#### [Problem description]
Below this line is the material. Write out only its lines from the one containing "cannot represent exactly" through the one containing "pub async fn submit(app: &Router, body: &Value)", both kept, exactly.

#### [Data]
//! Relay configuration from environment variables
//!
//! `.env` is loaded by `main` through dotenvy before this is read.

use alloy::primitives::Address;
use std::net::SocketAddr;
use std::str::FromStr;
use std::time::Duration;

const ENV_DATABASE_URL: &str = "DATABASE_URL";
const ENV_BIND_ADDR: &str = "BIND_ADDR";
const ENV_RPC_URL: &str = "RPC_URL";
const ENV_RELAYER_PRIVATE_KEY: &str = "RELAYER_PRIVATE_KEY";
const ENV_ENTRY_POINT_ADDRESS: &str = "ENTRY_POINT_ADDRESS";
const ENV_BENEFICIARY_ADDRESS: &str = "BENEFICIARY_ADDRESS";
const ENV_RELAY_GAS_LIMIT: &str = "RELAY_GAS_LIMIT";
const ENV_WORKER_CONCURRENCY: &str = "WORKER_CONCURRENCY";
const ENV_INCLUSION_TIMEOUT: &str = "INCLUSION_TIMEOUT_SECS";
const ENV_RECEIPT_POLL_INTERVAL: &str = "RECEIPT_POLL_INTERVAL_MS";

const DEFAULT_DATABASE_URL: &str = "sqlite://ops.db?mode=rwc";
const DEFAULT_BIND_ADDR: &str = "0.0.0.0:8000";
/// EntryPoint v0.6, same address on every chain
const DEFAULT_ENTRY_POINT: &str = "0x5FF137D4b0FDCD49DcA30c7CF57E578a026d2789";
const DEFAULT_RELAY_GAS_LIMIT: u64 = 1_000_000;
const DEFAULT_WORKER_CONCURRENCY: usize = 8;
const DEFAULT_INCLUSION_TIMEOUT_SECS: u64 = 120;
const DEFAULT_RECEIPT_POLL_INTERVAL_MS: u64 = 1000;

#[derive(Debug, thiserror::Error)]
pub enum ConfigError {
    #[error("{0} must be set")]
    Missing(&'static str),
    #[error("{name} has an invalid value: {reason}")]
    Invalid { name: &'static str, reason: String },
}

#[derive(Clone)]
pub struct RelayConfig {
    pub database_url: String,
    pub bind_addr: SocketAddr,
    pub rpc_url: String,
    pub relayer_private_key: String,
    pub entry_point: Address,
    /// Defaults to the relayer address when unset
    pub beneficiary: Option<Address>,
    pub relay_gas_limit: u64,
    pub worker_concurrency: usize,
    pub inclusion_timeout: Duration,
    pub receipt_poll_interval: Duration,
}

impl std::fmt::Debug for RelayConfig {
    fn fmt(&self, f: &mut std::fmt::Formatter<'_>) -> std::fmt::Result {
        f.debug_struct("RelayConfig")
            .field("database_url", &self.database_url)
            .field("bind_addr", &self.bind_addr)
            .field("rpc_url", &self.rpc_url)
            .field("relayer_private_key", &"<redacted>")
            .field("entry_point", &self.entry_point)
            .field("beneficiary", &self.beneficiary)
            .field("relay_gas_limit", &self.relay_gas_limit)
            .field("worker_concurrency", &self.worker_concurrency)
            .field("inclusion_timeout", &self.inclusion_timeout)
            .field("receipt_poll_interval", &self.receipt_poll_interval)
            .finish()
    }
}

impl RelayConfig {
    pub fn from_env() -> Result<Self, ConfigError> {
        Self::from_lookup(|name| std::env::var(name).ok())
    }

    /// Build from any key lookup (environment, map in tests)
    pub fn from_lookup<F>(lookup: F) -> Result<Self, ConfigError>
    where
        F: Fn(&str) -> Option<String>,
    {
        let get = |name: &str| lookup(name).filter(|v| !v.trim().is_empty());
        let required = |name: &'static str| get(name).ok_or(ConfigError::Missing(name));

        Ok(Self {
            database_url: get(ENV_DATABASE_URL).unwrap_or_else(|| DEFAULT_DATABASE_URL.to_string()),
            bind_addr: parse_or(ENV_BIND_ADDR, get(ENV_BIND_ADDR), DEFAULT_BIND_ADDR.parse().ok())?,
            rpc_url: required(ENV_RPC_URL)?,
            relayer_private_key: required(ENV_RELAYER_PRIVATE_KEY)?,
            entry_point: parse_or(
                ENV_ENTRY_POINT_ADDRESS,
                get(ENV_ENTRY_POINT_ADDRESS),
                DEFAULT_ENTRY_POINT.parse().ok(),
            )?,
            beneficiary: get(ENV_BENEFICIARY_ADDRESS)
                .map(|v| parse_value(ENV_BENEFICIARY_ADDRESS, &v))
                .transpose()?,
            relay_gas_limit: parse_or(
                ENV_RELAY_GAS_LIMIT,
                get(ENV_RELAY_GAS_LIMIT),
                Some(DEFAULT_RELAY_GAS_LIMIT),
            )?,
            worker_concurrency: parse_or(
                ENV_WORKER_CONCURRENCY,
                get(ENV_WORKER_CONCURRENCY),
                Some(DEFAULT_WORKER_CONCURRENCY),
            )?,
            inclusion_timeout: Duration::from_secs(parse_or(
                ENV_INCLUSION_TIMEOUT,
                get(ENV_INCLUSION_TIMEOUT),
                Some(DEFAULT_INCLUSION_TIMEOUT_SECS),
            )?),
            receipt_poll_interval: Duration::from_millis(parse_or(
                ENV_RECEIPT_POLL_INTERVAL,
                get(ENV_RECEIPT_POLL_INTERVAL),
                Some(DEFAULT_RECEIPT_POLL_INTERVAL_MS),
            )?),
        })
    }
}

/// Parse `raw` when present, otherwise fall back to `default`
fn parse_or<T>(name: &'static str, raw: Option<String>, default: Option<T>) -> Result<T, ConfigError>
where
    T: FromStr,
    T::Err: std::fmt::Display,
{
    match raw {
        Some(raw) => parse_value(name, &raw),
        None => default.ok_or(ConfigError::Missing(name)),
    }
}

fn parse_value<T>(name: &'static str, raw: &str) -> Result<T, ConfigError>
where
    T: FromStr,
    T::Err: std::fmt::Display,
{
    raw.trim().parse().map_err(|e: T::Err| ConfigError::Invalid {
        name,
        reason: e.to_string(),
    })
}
--
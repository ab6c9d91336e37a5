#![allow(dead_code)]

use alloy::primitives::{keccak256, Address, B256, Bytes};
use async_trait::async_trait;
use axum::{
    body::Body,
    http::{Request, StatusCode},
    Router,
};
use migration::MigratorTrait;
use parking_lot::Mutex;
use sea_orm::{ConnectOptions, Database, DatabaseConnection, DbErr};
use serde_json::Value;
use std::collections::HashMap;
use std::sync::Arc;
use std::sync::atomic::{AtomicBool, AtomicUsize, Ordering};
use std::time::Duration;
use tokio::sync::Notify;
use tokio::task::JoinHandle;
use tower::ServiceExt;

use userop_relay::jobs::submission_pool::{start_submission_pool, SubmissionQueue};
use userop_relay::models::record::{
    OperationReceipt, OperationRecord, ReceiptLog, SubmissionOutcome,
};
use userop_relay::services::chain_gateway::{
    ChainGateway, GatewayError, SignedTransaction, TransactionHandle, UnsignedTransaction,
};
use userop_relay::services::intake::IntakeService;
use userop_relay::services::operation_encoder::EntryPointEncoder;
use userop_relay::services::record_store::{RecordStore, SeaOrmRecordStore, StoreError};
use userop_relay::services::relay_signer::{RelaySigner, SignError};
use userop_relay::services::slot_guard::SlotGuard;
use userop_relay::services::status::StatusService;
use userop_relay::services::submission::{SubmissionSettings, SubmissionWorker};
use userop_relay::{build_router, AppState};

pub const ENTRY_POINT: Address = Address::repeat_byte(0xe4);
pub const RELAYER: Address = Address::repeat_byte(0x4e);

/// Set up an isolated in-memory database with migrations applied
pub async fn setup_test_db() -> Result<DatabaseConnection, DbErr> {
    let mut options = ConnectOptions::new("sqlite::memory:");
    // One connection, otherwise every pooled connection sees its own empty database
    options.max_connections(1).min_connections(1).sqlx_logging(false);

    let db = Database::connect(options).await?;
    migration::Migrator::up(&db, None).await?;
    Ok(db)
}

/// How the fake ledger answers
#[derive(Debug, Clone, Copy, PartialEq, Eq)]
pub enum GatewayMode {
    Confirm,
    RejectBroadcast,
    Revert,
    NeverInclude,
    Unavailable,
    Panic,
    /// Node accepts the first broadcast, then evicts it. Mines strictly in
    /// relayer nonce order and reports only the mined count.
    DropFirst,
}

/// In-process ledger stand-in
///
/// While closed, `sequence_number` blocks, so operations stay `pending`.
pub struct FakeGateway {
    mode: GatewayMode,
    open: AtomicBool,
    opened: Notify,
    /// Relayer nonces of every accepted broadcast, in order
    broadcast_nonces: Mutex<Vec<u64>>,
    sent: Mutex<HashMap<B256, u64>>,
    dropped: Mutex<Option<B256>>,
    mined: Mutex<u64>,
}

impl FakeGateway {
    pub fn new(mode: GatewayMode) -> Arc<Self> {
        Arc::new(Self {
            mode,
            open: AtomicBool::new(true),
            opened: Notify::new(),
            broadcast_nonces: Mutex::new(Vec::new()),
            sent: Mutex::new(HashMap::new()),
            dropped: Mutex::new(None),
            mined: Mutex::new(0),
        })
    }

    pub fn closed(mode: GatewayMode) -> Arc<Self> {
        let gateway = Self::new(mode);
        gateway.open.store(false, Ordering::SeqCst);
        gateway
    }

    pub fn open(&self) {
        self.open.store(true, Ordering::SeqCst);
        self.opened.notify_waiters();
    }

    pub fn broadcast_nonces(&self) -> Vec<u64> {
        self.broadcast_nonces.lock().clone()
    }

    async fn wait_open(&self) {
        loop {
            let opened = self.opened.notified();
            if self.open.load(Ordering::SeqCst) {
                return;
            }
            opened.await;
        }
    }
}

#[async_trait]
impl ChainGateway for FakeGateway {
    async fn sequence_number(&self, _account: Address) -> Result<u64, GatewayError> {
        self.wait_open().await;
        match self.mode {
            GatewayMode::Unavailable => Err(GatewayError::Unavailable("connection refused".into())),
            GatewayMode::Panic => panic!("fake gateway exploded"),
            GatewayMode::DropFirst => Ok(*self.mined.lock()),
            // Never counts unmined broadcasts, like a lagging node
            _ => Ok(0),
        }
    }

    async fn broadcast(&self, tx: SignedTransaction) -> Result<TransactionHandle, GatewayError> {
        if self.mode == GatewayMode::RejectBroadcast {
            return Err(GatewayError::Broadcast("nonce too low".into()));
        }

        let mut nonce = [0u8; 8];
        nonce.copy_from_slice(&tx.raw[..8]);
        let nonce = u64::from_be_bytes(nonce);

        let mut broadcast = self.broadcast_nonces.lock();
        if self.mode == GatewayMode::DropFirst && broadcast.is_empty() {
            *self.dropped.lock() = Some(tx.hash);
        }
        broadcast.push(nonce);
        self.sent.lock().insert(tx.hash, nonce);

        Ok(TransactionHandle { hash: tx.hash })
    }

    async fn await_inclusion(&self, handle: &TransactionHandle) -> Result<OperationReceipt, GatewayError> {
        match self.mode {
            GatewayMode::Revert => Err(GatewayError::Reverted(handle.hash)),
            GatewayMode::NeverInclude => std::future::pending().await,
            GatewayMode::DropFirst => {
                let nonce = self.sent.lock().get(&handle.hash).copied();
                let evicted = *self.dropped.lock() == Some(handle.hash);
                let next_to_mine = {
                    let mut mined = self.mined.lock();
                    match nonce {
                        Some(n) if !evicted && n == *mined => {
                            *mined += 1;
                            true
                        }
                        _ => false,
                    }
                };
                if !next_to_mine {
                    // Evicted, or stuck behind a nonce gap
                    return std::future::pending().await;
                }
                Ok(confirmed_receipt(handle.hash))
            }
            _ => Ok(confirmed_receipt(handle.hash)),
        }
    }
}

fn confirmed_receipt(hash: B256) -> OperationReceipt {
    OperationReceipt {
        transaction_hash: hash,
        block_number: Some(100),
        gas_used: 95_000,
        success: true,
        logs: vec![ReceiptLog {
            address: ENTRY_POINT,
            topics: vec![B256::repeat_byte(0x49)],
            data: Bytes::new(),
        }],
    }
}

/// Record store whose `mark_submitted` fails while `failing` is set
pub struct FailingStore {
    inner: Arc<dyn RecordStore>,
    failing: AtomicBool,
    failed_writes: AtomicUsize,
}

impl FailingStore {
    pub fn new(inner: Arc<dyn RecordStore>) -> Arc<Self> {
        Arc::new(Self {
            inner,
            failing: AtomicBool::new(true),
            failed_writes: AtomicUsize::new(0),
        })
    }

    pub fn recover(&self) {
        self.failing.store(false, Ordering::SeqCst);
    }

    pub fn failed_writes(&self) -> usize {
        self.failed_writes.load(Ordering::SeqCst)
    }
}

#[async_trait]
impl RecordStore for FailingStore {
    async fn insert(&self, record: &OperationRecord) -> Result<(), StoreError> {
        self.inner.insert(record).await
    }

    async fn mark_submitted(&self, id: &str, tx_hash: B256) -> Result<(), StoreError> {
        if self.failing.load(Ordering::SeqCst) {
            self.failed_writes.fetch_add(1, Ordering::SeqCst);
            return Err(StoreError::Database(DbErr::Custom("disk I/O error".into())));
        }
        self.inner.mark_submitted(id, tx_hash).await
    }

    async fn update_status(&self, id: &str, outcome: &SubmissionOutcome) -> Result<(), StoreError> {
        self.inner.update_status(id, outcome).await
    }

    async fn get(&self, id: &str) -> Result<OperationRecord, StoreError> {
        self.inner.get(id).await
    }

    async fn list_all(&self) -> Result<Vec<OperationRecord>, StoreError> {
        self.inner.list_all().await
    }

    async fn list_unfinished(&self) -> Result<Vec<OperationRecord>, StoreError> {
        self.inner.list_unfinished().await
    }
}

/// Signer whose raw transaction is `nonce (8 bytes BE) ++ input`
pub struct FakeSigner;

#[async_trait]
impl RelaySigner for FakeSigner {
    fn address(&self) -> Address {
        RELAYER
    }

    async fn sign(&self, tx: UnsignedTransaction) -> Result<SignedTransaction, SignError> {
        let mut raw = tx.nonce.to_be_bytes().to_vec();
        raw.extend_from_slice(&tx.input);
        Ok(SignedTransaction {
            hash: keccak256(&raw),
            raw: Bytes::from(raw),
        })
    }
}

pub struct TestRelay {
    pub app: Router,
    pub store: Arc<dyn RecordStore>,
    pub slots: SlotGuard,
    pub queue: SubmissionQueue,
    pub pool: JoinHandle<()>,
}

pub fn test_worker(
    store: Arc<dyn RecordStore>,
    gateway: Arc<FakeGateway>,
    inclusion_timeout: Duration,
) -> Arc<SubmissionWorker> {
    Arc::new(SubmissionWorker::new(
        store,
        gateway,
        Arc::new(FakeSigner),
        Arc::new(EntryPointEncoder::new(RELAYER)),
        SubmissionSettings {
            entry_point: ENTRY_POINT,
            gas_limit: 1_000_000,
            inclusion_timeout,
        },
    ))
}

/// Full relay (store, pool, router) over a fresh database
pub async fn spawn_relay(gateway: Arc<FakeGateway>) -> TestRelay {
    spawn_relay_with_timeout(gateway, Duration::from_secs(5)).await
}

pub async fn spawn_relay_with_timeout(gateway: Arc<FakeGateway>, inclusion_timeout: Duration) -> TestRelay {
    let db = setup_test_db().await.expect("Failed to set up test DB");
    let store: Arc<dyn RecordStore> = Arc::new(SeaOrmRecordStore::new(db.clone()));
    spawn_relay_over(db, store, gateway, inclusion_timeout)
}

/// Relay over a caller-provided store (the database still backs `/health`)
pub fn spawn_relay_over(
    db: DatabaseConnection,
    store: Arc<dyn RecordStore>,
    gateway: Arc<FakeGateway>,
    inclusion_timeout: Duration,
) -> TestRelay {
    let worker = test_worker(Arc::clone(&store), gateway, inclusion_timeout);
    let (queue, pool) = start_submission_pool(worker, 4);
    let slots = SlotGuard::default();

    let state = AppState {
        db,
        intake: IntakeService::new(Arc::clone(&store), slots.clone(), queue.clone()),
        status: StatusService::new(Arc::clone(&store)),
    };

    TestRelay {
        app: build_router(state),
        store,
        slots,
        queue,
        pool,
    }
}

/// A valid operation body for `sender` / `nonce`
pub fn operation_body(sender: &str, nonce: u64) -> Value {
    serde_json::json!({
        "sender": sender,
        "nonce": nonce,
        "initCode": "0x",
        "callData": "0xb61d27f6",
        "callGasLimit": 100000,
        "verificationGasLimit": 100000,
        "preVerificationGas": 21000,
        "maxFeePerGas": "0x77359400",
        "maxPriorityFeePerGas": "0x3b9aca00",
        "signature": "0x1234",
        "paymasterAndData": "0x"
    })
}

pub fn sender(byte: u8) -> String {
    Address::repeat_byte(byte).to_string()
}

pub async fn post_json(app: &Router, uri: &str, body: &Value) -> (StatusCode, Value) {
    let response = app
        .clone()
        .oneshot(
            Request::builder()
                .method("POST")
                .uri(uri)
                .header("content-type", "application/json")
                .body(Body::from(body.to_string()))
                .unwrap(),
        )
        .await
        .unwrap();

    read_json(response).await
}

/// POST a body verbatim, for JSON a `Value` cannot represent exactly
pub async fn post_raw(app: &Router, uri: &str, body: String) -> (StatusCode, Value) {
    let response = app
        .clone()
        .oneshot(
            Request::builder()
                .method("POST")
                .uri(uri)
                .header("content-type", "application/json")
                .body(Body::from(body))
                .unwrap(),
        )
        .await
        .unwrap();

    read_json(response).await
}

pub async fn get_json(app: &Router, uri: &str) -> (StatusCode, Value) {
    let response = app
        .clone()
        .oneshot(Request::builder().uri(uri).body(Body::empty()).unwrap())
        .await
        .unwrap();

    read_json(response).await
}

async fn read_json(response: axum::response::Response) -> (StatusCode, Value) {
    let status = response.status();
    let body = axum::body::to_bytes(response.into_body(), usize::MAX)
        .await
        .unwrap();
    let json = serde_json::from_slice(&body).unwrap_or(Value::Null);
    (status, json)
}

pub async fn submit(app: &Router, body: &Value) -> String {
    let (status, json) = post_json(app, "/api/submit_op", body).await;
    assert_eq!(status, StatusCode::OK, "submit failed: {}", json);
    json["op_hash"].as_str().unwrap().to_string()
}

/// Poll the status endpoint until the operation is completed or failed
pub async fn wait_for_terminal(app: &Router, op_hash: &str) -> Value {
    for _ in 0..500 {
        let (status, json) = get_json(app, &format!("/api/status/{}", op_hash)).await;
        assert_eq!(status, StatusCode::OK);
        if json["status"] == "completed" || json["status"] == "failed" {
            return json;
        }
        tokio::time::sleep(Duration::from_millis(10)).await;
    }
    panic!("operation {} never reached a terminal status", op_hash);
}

#### [Answer section]
/// POST a body verbatim, for JSON a `Value` cannot represent exactly
pub async fn post_raw(app: &Router, uri: &str, body: String) -> (StatusCode, Value) {
    let response = app
        .clone()
        .oneshot(
            Request::builder()
                .method("POST")
                .uri(uri)
                .header("content-type", "application/json")
                .body(Body::from(body))
                .unwrap(),
        )
        .await
        .unwrap();

    read_json(response).await
}

pub async fn get_json(app: &Router, uri: &str) -> (StatusCode, Value) {
    let response = app
        .clone()
        .oneshot(Request::builder().uri(uri).body(Body::empty()).unwrap())
        .await
        .unwrap();

    read_json(response).await
}

async fn read_json(response: axum::response::Response) -> (StatusCode, Value) {
    let status = response.status();
    let body = axum::body::to_bytes(response.into_body(), usize::MAX)
        .await
        .unwrap();
    let json = serde_json::from_slice(&body).unwrap_or(Value::Null);
    (status, json)
}

pub async fn submit(app: &Router, body: &Value) -> String {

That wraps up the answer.